**Task:** Within the records, say how many lines include the word "errors"; the answer should be the number and no more.

**Supplied records:**
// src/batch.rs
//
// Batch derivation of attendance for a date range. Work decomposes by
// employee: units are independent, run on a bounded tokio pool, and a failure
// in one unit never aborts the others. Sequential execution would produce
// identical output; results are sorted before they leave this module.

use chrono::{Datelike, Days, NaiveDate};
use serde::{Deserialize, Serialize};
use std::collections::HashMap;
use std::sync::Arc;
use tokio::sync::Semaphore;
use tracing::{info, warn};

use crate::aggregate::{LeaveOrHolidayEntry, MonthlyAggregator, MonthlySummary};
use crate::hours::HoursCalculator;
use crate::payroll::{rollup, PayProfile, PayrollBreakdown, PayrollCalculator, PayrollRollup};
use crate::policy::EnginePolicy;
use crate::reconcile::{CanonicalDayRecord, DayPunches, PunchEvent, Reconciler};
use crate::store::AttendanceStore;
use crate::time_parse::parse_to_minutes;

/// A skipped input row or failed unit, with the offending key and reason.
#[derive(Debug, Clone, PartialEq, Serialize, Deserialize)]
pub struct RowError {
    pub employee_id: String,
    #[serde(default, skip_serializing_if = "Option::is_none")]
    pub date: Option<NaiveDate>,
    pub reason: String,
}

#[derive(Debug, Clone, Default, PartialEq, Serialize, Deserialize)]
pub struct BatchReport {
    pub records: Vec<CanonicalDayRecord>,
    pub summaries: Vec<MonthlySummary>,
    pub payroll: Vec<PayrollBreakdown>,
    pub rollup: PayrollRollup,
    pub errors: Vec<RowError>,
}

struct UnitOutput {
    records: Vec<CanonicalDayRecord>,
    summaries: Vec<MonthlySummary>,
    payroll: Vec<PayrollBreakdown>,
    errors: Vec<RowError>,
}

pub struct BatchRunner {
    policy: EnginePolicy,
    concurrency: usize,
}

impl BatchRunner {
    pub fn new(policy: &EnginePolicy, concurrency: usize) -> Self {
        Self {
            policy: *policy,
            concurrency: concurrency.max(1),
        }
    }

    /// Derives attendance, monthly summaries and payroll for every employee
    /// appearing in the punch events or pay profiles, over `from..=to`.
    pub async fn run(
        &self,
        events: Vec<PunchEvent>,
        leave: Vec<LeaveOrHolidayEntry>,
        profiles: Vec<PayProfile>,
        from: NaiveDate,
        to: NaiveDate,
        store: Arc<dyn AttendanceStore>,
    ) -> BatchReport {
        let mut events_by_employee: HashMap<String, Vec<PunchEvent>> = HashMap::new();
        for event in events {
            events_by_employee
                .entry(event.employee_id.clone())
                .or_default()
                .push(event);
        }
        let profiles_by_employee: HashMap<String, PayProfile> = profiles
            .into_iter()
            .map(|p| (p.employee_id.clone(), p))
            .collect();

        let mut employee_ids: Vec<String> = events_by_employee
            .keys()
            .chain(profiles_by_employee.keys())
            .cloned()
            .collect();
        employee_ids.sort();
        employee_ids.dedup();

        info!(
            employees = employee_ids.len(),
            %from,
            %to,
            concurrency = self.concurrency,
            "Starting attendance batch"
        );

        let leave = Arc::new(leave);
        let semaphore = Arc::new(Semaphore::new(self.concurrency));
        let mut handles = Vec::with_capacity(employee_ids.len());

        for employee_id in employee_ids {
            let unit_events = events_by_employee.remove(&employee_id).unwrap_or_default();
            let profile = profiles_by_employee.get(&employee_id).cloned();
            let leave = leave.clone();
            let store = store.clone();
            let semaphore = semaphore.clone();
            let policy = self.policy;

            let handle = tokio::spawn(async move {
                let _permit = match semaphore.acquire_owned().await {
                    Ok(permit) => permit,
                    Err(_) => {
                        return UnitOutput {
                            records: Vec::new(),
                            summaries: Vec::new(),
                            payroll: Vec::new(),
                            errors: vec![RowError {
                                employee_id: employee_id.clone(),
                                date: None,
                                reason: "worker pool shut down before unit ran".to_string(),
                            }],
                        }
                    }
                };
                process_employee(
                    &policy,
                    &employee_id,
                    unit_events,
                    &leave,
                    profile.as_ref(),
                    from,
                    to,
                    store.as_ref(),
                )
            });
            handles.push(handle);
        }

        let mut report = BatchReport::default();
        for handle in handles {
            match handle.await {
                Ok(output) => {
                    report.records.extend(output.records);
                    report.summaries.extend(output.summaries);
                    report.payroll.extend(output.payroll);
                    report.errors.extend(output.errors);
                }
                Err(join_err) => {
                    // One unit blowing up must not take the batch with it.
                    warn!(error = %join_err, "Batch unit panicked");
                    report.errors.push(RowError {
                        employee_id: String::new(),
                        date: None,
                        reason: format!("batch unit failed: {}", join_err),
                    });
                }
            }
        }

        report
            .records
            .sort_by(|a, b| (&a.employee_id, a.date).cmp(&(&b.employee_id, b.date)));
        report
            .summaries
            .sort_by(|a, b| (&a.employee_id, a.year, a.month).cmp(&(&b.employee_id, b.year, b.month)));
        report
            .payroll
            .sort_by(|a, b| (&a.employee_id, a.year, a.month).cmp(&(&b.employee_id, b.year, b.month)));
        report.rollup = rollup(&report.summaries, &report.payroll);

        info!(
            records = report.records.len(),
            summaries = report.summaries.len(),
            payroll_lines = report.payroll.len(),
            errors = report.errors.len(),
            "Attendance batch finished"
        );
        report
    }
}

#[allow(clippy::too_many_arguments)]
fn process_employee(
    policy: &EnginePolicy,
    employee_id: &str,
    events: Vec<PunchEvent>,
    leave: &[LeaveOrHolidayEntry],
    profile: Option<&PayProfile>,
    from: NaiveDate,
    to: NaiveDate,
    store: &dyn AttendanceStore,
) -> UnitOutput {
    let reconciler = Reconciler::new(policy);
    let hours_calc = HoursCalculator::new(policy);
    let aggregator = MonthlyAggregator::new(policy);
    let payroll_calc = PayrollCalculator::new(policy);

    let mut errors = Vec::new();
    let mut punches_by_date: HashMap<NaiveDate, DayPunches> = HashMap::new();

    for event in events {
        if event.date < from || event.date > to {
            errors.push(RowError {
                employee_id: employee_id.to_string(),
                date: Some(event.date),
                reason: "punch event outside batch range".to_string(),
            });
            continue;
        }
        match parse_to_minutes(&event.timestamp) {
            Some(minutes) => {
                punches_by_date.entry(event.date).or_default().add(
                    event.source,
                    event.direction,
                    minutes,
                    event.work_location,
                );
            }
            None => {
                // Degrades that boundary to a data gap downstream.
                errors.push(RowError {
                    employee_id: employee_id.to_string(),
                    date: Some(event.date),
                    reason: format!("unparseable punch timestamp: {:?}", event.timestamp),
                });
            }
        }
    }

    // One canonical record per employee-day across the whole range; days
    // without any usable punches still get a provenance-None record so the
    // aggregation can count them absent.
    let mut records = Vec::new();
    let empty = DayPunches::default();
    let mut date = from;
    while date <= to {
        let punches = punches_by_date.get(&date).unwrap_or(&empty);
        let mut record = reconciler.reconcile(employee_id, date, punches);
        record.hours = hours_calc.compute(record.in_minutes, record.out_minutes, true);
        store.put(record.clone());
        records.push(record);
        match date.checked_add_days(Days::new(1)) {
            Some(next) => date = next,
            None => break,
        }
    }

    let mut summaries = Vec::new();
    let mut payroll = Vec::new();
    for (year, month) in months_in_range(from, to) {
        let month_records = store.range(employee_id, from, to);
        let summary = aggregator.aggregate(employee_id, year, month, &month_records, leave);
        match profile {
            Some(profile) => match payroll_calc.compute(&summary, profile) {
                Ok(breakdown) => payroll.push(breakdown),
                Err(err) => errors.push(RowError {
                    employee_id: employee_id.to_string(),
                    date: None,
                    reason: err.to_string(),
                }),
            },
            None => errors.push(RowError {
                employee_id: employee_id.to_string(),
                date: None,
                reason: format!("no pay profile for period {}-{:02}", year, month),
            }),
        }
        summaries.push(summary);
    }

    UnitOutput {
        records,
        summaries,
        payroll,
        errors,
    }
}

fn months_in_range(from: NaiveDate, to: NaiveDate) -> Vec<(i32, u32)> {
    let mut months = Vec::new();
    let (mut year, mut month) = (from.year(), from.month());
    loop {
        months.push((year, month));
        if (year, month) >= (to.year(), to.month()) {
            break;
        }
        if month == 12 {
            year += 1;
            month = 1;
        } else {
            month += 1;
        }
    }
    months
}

**Answer to the problem:** 12